----
**Author**: Gunnvant

**Description**: OOPs for Data Science

**Audience**: Beginner

**Pre-requisites**: Python 101, Working with flat files

---



## TOC:

- Creating simple classes
- Methods vs attributes
- Inheritance
- Class Assignment and Excercise

There are two main reasons why you should learn about Object Oriented Programming. 

1. Many popular python libraries that help in creating ML models and building data pipelines provide object oriented interface.
2. Many ML/DS positions these days require some software development skills, knowledge of OOPs will help a learner greatly there.

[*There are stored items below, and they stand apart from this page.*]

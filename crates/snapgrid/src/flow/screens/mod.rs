//! Screen implementations for the game flow state machine.

mod capture;
mod home;
mod leaderboard;
mod puzzle;
mod win;

pub use capture::CaptureScreen;
pub use home::HomeScreen;
pub use leaderboard::LeaderboardScreen;
pub use puzzle::PuzzleScreen;
pub use win::WinScreen;
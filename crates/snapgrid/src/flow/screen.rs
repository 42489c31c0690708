//! Screen trait and transition type for the game flow state machine.

use crossterm::event::KeyEvent;
use derive_getters::Getters;
use ratatui::Frame;

use crate::client::LeaderboardClient;
use snapgrid_puzzle::GridSize;

/// Shared collaborators handed to every screen.
#[derive(Debug, Getters)]
pub struct FlowContext {
    client: LeaderboardClient,
    player_name: Option<String>,
}

impl FlowContext {
    /// Bundles the collaborators the screens draw on.
    pub fn new(client: LeaderboardClient, player_name: Option<String>) -> Self {
        Self {
            client,
            player_name,
        }
    }
}

/// Numbers carried off a finished run.
#[derive(Debug, Clone, Copy)]
pub struct RunResult {
    /// Grid the run was played on.
    pub grid: GridSize,
    /// Swaps used to solve it.
    pub moves: u32,
    /// Seconds on the clock at the winning swap.
    pub elapsed_seconds: u32,
}

/// The result of handling an input event on a screen.
///
/// Screens return this from [`Screen::handle_key`] to drive the
/// [`FlowController`](crate::FlowController) state machine.
#[derive(Debug, Clone)]
pub enum ScreenTransition {
    /// Stay on the current screen - no state change.
    Stay,
    /// Navigate to the home screen.
    GoToHome,
    /// Navigate to the capture preview and grid-size selector.
    GoToCapture,
    /// Start a puzzle run on the chosen grid.
    GoToPuzzle {
        /// Grid dimensions for the new session.
        grid: GridSize,
    },
    /// Present a completed run on the win screen.
    GoToWin {
        /// The finished run's numbers.
        result: RunResult,
    },
    /// Navigate to the fetched leaderboard table.
    GoToLeaderboard,
    /// Exit the game cleanly.
    Quit,
}

/// Trait implemented by each screen in the game flow.
///
/// Each screen owns its own state, renders its UI, and handles key events.
/// The controller calls these methods in the event loop.
pub trait Screen {
    /// Renders the screen into the provided [`Frame`].
    fn render(&self, frame: &mut Frame, ctx: &FlowContext);

    /// Handles a key event and returns the resulting [`ScreenTransition`].
    fn handle_key(&mut self, key: KeyEvent, ctx: &FlowContext) -> ScreenTransition;
}
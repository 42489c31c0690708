//! Photo capture: load a source image, square it, and cap its size.

use derive_more::{Display, Error};
use image::RgbImage;
use image::imageops::FilterType;
use std::path::PathBuf;
use tracing::{debug, info, instrument};

use snapgrid_puzzle::SourceRegion;

/// Largest edge a captured image keeps, in pixels.
pub const MAX_CAPTURE_EDGE: u32 = 600;

/// Error produced while acquiring a puzzle image.
#[derive(Debug, Display, Error)]
pub enum CaptureError {
    /// The source file could not be opened or decoded.
    #[display("could not read image {path}: {message}")]
    Unreadable {
        /// Path of the offending file.
        path: String,
        /// Decoder error description.
        message: String,
    },
    /// The source decoded to an image with a zero-length edge.
    #[display("image {path} has no pixels")]
    Empty {
        /// Path of the offending file.
        path: String,
    },
}

/// A square puzzle image held in memory as RGB pixels.
///
/// Always at most [`MAX_CAPTURE_EDGE`] pixels per side, so tile geometry
/// computed against `edge()` stays within terminal-friendly bounds.
#[derive(Debug, Clone)]
pub struct CapturedImage {
    edge: u32,
    pixels: Vec<[u8; 3]>,
}

impl CapturedImage {
    /// Normalizes a decoded image into a captured one.
    ///
    /// The source is center-cropped to a square and scaled down so the edge
    /// never exceeds [`MAX_CAPTURE_EDGE`]. Returns [`None`] for an image
    /// with no pixels.
    pub fn from_image(image: &RgbImage) -> Option<Self> {
        let (width, height) = image.dimensions();
        let side = width.min(height);
        if side == 0 {
            return None;
        }

        let cropped = image::imageops::crop_imm(
            image,
            (width - side) / 2,
            (height - side) / 2,
            side,
            side,
        )
        .to_image();

        let squared = if side > MAX_CAPTURE_EDGE {
            image::imageops::resize(
                &cropped,
                MAX_CAPTURE_EDGE,
                MAX_CAPTURE_EDGE,
                FilterType::Triangle,
            )
        } else {
            cropped
        };

        let edge = squared.width();
        let pixels = squared.pixels().map(|p| p.0).collect();
        Some(Self { edge, pixels })
    }

    /// Returns the edge length in pixels.
    pub fn edge(&self) -> u32 {
        self.edge
    }

    /// Averages the color over a sub-rectangle of the image.
    ///
    /// Pixels outside the image contribute nothing; a region entirely
    /// outside reads as black.
    pub fn region_color(&self, region: &SourceRegion) -> (u8, u8, u8) {
        let y_end = region.y.saturating_add(region.edge).min(self.edge);
        let x_end = region.x.saturating_add(region.edge).min(self.edge);

        let mut sum = [0u64; 3];
        let mut count = 0u64;
        for y in region.y..y_end {
            for x in region.x..x_end {
                let pixel = self.pixels[(y * self.edge + x) as usize];
                sum[0] += u64::from(pixel[0]);
                sum[1] += u64::from(pixel[1]);
                sum[2] += u64::from(pixel[2]);
                count += 1;
            }
        }

        if count == 0 {
            return (0, 0, 0);
        }
        (
            (sum[0] / count) as u8,
            (sum[1] / count) as u8,
            (sum[2] / count) as u8,
        )
    }
}

/// Source of square puzzle images.
///
/// The flow controller only sees this boundary, so a camera, a file, or a
/// synthetic image can stand behind it interchangeably.
pub trait CaptureSource {
    /// Produces one square image, at most [`MAX_CAPTURE_EDGE`] pixels per edge.
    fn capture(&self) -> Result<CapturedImage, CaptureError>;
}

/// Captures by decoding a photo from disk.
#[derive(Debug, Clone)]
pub struct FileCapture {
    path: PathBuf,
}

impl FileCapture {
    /// Creates a capture source for the photo at `path`.
    pub fn new(path: impl Into<PathBuf>) -> Self {
        Self { path: path.into() }
    }
}

impl CaptureSource for FileCapture {
    #[instrument(skip(self), fields(path = %self.path.display()))]
    fn capture(&self) -> Result<CapturedImage, CaptureError> {
        debug!("Decoding capture source");
        let decoded = image::open(&self.path).map_err(|e| CaptureError::Unreadable {
            path: self.path.display().to_string(),
            message: e.to_string(),
        })?;

        let rgb = decoded.to_rgb8();
        let captured = CapturedImage::from_image(&rgb).ok_or_else(|| CaptureError::Empty {
            path: self.path.display().to_string(),
        })?;

        info!(
            source_width = rgb.width(),
            source_height = rgb.height(),
            edge = captured.edge(),
            "Photo captured"
        );
        Ok(captured)
    }
}

#[cfg(test)]
mod tests {
    use super::*;
    use image::Rgb;

    #[test]
    fn rejects_images_with_no_pixels() {
        assert!(CapturedImage::from_image(&RgbImage::new(0, 0)).is_none());
    }

    #[test]
    fn small_images_keep_their_short_edge() {
        let image = RgbImage::from_pixel(12, 8, Rgb([9, 9, 9]));
        let captured = CapturedImage::from_image(&image).expect("captured");
        assert_eq!(captured.edge(), 8);
    }

    #[test]
    fn regions_outside_the_image_read_as_black() {
        let image = RgbImage::from_pixel(4, 4, Rgb([50, 60, 70]));
        let captured = CapturedImage::from_image(&image).expect("captured");
        let outside = SourceRegion { x: 10, y: 10, edge: 4 };
        assert_eq!(captured.region_color(&outside), (0, 0, 0));
    }

    #[test]
    fn clipped_regions_average_only_what_exists() {
        let image = RgbImage::from_pixel(4, 4, Rgb([50, 60, 70]));
        let captured = CapturedImage::from_image(&image).expect("captured");
        let clipped = SourceRegion { x: 2, y: 2, edge: 4 };
        assert_eq!(captured.region_color(&clipped), (50, 60, 70));
    }

    #[test]
    fn region_color_averages_mixed_pixels() {
        let mut image = RgbImage::from_pixel(2, 2, Rgb([0, 0, 0]));
        image.put_pixel(0, 0, Rgb([200, 100, 40]));
        image.put_pixel(1, 0, Rgb([100, 200, 40]));
        let captured = CapturedImage::from_image(&image).expect("captured");
        let top = SourceRegion { x: 0, y: 0, edge: 2 };
        // Rows average to (75, 75, 20) over the four pixels.
        assert_eq!(captured.region_color(&top), (75, 75, 20));
    }
}
//! Wire types for the leaderboard REST API.
//!
//! Shared by the server routes and the game client so both sides agree on
//! the JSON shape. Field names are camelCase on the wire.

use serde::{Deserialize, Serialize};

use crate::db::LeaderboardEntry;

/// Body of `POST /api/leaderboard`.
///
/// Counters arrive as `i64` so any JSON integer deserializes; range checks
/// happen in validation, not at the schema boundary.
#[derive(Debug, Clone, PartialEq, Eq, Serialize, Deserialize)]
#[serde(rename_all = "camelCase")]
pub struct SubmitRequest {
    /// Player display name.
    pub name: String,
    /// Grid size played.
    pub level: i64,
    /// Completed swap count.
    pub moves: i64,
    /// Completion time in whole seconds.
    pub time_seconds: i64,
}

/// One row of `GET /api/leaderboard`. Row ids stay server-side.
#[derive(Debug, Clone, PartialEq, Eq, Serialize, Deserialize)]
#[serde(rename_all = "camelCase")]
pub struct LeaderboardRow {
    /// Player display name.
    pub name: String,
    /// Grid size played.
    pub level: i32,
    /// Completed swap count.
    pub moves: i32,
    /// Completion time in whole seconds.
    pub time_seconds: i32,
    /// Submission instant, ISO-8601 UTC.
    pub created_at: String,
}

/// Response of `GET /api/leaderboard`.
#[derive(Debug, Clone, PartialEq, Eq, Serialize, Deserialize)]
pub struct LeaderboardPage {
    /// Ranked rows, best first.
    pub entries: Vec<LeaderboardRow>,
}

/// Response of a successful `POST /api/leaderboard`.
#[derive(Debug, Clone, PartialEq, Eq, Serialize, Deserialize)]
#[serde(rename_all = "camelCase")]
pub struct SubmittedEntry {
    /// Store-assigned row id.
    pub id: i32,
    /// Stored (normalized) player name.
    pub name: String,
    /// Grid size played.
    pub level: i32,
    /// Completed swap count.
    pub moves: i32,
    /// Completion time in whole seconds.
    pub time_seconds: i32,
    /// Store-assigned submission instant, ISO-8601 UTC.
    pub created_at: String,
}

/// Error payload shared by all failure responses.
#[derive(Debug, Clone, PartialEq, Eq, Serialize, Deserialize)]
pub struct ErrorBody {
    /// Human-readable description of the rejection.
    pub error: String,
}

impl From<&LeaderboardEntry> for LeaderboardRow {
    fn from(entry: &LeaderboardEntry) -> Self {
        Self {
            name: entry.name().clone(),
            level: *entry.level(),
            moves: *entry.moves(),
            time_seconds: *entry.time_seconds(),
            created_at: entry.created_at().clone(),
        }
    }
}

impl From<&LeaderboardEntry> for SubmittedEntry {
    fn from(entry: &LeaderboardEntry) -> Self {
        Self {
            id: *entry.id(),
            name: entry.name().clone(),
            level: *entry.level(),
            moves: *entry.moves(),
            time_seconds: *entry.time_seconds(),
            created_at: entry.created_at().clone(),
        }
    }
}
//! Tests for photo capture and tile region sampling.

use image::{Rgb, RgbImage};
use tempfile::TempDir;

use snapgrid::{CaptureError, CaptureSource, FileCapture, MAX_CAPTURE_EDGE};
use snapgrid_puzzle::SourceRegion;

/// Writes an image as PNG under a temp dir, returning the dir (must stay in
/// scope to keep the file alive) and the file path.
fn save_png(image: &RgbImage, name: &str) -> (TempDir, std::path::PathBuf) {
    let dir = TempDir::new().expect("Failed to create temp dir");
    let path = dir.path().join(name);
    image.save(&path).expect("Failed to write PNG");
    (dir, path)
}

fn solid(width: u32, height: u32, color: [u8; 3]) -> RgbImage {
    RgbImage::from_pixel(width, height, Rgb(color))
}

#[test]
fn landscape_photos_crop_to_the_centered_square() {
    // Green center flanked by red and blue strips that the crop discards.
    let mut image = solid(60, 40, [0, 200, 0]);
    for y in 0..40 {
        for x in 0..10 {
            image.put_pixel(x, y, Rgb([255, 0, 0]));
            image.put_pixel(50 + x, y, Rgb([0, 0, 255]));
        }
    }
    let (_dir, path) = save_png(&image, "landscape.png");

    let captured = FileCapture::new(path).capture().expect("Capture failed");

    assert_eq!(captured.edge(), 40);
    let full = SourceRegion {
        x: 0,
        y: 0,
        edge: 40,
    };
    assert_eq!(captured.region_color(&full), (0, 200, 0));
}

#[test]
fn oversized_photos_scale_down_to_the_edge_cap() {
    let image = solid(900, 700, [120, 40, 210]);
    let (_dir, path) = save_png(&image, "big.png");

    let captured = FileCapture::new(path).capture().expect("Capture failed");

    assert_eq!(captured.edge(), MAX_CAPTURE_EDGE);
    let full = SourceRegion {
        x: 0,
        y: 0,
        edge: MAX_CAPTURE_EDGE,
    };
    assert_eq!(captured.region_color(&full), (120, 40, 210));
}

#[test]
fn photos_within_the_cap_keep_their_size() {
    let image = solid(300, 300, [10, 20, 30]);
    let (_dir, path) = save_png(&image, "small.png");

    let captured = FileCapture::new(path).capture().expect("Capture failed");

    assert_eq!(captured.edge(), 300);
}

#[test]
fn tile_regions_sample_their_own_quadrant() {
    let mut image = RgbImage::new(8, 8);
    for y in 0..8 {
        for x in 0..8 {
            let color = match (x < 4, y < 4) {
                (true, true) => [200, 0, 0],
                (false, true) => [0, 200, 0],
                (true, false) => [0, 0, 200],
                (false, false) => [200, 200, 0],
            };
            image.put_pixel(x, y, Rgb(color));
        }
    }
    let (_dir, path) = save_png(&image, "quadrants.png");

    let captured = FileCapture::new(path).capture().expect("Capture failed");

    assert_eq!(
        captured.region_color(&SourceRegion {
            x: 0,
            y: 0,
            edge: 4
        }),
        (200, 0, 0)
    );
    assert_eq!(
        captured.region_color(&SourceRegion {
            x: 4,
            y: 0,
            edge: 4
        }),
        (0, 200, 0)
    );
    assert_eq!(
        captured.region_color(&SourceRegion {
            x: 0,
            y: 4,
            edge: 4
        }),
        (0, 0, 200)
    );
    assert_eq!(
        captured.region_color(&SourceRegion {
            x: 4,
            y: 4,
            edge: 4
        }),
        (200, 200, 0)
    );
}

#[test]
fn unreadable_files_report_a_capture_error() {
    let dir = TempDir::new().expect("Failed to create temp dir");
    let path = dir.path().join("garbage.png");
    std::fs::write(&path, b"not actually a png").expect("Failed to write file");

    let result = FileCapture::new(path).capture();
    assert!(matches!(result, Err(CaptureError::Unreadable { .. })));
}

#[test]
fn missing_files_report_a_capture_error() {
    let result = FileCapture::new("/no/such/photo.png").capture();
    assert!(matches!(result, Err(CaptureError::Unreadable { .. })));
}
//! Game flow - the multi-screen TUI from home to leaderboard.

mod controller;
mod screen;
mod screens;

pub use controller::FlowController;
pub use screen::{FlowContext, RunResult, Screen, ScreenTransition};
//! Home screen - title, rules, and entry points.

use crossterm::event::{KeyCode, KeyEvent};
use ratatui::{
    Frame,
    layout::{Alignment, Constraint, Direction, Layout},
    style::{Color, Modifier, Style},
    widgets::{Block, Borders, Paragraph},
};
use tracing::{info, instrument};

use crate::flow::screen::{FlowContext, Screen, ScreenTransition};

/// State for the home screen. Static - it owns no data.
#[derive(Debug, Default)]
pub struct HomeScreen;

impl HomeScreen {
    /// Creates the home screen.
    pub fn new() -> Self {
        Self
    }
}

impl Screen for HomeScreen {
    #[instrument(skip(self, frame, _ctx))]
    fn render(&self, frame: &mut Frame, _ctx: &FlowContext) {
        let area = frame.area();
        let chunks = Layout::default()
            .direction(Direction::Vertical)
            .constraints([
                Constraint::Length(3),
                Constraint::Min(7),
                Constraint::Length(3),
            ])
            .split(area);

        let title = Paragraph::new("SnapGrid")
            .style(
                Style::default()
                    .fg(Color::Cyan)
                    .add_modifier(Modifier::BOLD),
            )
            .alignment(Alignment::Center)
            .block(Block::default().borders(Borders::ALL));
        frame.render_widget(title, chunks[0]);

        let rules = Paragraph::new(
            "Your photo, scrambled into tiles.\n\n\
             Pick a tile, then pick its partner - the two trade places.\n\
             Repeat until the photo is whole.\n\n\
             Fewer moves and faster times climb the leaderboard.",
        )
        .style(Style::default().fg(Color::White))
        .alignment(Alignment::Center)
        .block(Block::default().borders(Borders::ALL).title("How to Play"));
        frame.render_widget(rules, chunks[1]);

        let help = Paragraph::new("Enter: Play | l: Leaderboard | q: Quit")
            .style(Style::default().fg(Color::DarkGray))
            .alignment(Alignment::Center)
            .block(Block::default().borders(Borders::ALL));
        frame.render_widget(help, chunks[2]);
    }

    #[instrument(skip(self, key, _ctx))]
    fn handle_key(&mut self, key: KeyEvent, _ctx: &FlowContext) -> ScreenTransition {
        match key.code {
            KeyCode::Enter => {
                info!("Starting a new game");
                ScreenTransition::GoToCapture
            }
            KeyCode::Char('l') | KeyCode::Char('L') => {
                info!("Viewing leaderboard from home");
                ScreenTransition::GoToLeaderboard
            }
            KeyCode::Char('q') | KeyCode::Char('Q') => ScreenTransition::Quit,
            _ => ScreenTransition::Stay,
        }
    }
}
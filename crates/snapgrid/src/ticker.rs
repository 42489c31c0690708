//! One-second tick task driving the puzzle clock.

use tokio::sync::mpsc::UnboundedSender;
use tokio::task::JoinHandle;
use tokio::time::{Duration, Instant, interval_at};
use tracing::{debug, instrument};

/// Handle on a background task that emits one tick per second.
///
/// The owning screen drains the channel and forwards each tick to the
/// session clock. Dropping the handle aborts the task, so a superseded
/// screen can never leave a stale clock running.
#[derive(Debug)]
pub struct TickSource {
    handle: JoinHandle<()>,
}

impl TickSource {
    /// Spawns the tick task, sending one unit per second into `sender`.
    ///
    /// The first tick lands a full second after the call. The task ends on
    /// its own once the receiving side is gone.
    #[instrument(skip(sender))]
    pub fn start(sender: UnboundedSender<()>) -> Self {
        debug!("Starting tick source");
        let handle = tokio::spawn(async move {
            let period = Duration::from_secs(1);
            let mut timer = interval_at(Instant::now() + period, period);
            loop {
                timer.tick().await;
                if sender.send(()).is_err() {
                    break;
                }
            }
        });
        Self { handle }
    }

    /// Stops the tick task immediately.
    pub fn cancel(&self) {
        debug!("Cancelling tick source");
        self.handle.abort();
    }
}

impl Drop for TickSource {
    fn drop(&mut self) {
        self.handle.abort();
    }
}

#[cfg(test)]
mod tests {
    use super::*;
    use tokio::sync::mpsc::unbounded_channel;

    #[tokio::test(start_paused = true)]
    async fn first_tick_lands_a_full_second_in() {
        let (tx, mut rx) = unbounded_channel();
        let _source = TickSource::start(tx);

        let started = Instant::now();
        rx.recv().await.expect("first tick");
        assert_eq!(started.elapsed(), Duration::from_secs(1));
    }

    #[tokio::test(start_paused = true)]
    async fn ticks_arrive_once_per_second() {
        let (tx, mut rx) = unbounded_channel();
        let _source = TickSource::start(tx);

        let started = Instant::now();
        for _ in 0..3 {
            rx.recv().await.expect("tick");
        }
        assert_eq!(started.elapsed(), Duration::from_secs(3));
    }

    #[tokio::test(start_paused = true)]
    async fn cancel_stops_the_stream() {
        let (tx, mut rx) = unbounded_channel();
        let source = TickSource::start(tx);

        rx.recv().await.expect("tick before cancel");
        source.cancel();
        assert!(rx.recv().await.is_none());
    }

    #[tokio::test(start_paused = true)]
    async fn dropping_the_source_stops_the_stream() {
        let (tx, mut rx) = unbounded_channel();
        let source = TickSource::start(tx);

        rx.recv().await.expect("tick before drop");
        drop(source);
        assert!(rx.recv().await.is_none());
    }
}
//! Validated grid dimensions and position arithmetic.

use derive_more::{Display, Error};
use serde::{Deserialize, Serialize};

/// Smallest playable grid edge.
pub const MIN_GRID_SIZE: usize = 2;

/// Error returned when a grid edge is below the playable minimum.
#[derive(Debug, Clone, Copy, PartialEq, Eq, Display, Error)]
#[display("grid size must be at least {MIN_GRID_SIZE}, got {size}")]
pub struct GridSizeError {
    /// The rejected edge length.
    pub size: usize,
}

/// Edge length of the square puzzle grid.
///
/// Construction validates the lower bound, so any `GridSize` held by a
/// session is playable. Positions are row-major indices in `0..tile_count()`.
#[derive(Debug, Clone, Copy, PartialEq, Eq, Hash, Serialize, Deserialize)]
pub struct GridSize(usize);

impl GridSize {
    /// Creates a validated grid size.
    ///
    /// # Errors
    ///
    /// Returns [`GridSizeError`] if `size` is below [`MIN_GRID_SIZE`].
    pub fn new(size: usize) -> Result<Self, GridSizeError> {
        if size < MIN_GRID_SIZE {
            return Err(GridSizeError { size });
        }
        Ok(Self(size))
    }

    /// Returns the edge length.
    pub fn get(&self) -> usize {
        self.0
    }

    /// Returns the total number of tiles on the grid.
    pub fn tile_count(&self) -> usize {
        self.0 * self.0
    }

    /// Checks whether a position indexes a tile on this grid.
    pub fn contains(&self, position: usize) -> bool {
        position < self.tile_count()
    }

    /// Returns the row of a position.
    pub fn row(&self, position: usize) -> usize {
        position / self.0
    }

    /// Returns the column of a position.
    pub fn col(&self, position: usize) -> usize {
        position % self.0
    }
}

impl std::fmt::Display for GridSize {
    fn fmt(&self, f: &mut std::fmt::Formatter<'_>) -> std::fmt::Result {
        write!(f, "{0}x{0}", self.0)
    }
}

The focus of this notebook is to introduce enough OOPs so that you can understand and write code written by other people, create your own custom classes or modify classes created by some-one else.

### Motivating Example:
- Write a function to read a csv file
- Write another function to find the number of rows and columns in the file read

In [1]:
import csv
path = "../../data/file_data.csv"

def read_csv(path=path):
    rows = []
    with open(path,'r',encoding='utf-8') as f:
        reader = csv.reader(f,delimiter = ",")
        for row in reader:
            rows.append(row)
    return rows
            
def shape(rows):
    num_cols = len(rows[0])
    num_rows = len(rows)
    return num_cols,num_rows

In [2]:
table = read_csv(path)

In [3]:
shape(table)

(11, 808)

This at the outset looks like a decent interface to work with. Now imagine you need to also handle reading a json or an xml or a yaml file.

Think about the following questions critically:

1. Will you now write a read_json function?
2. How will you organize all the different methods.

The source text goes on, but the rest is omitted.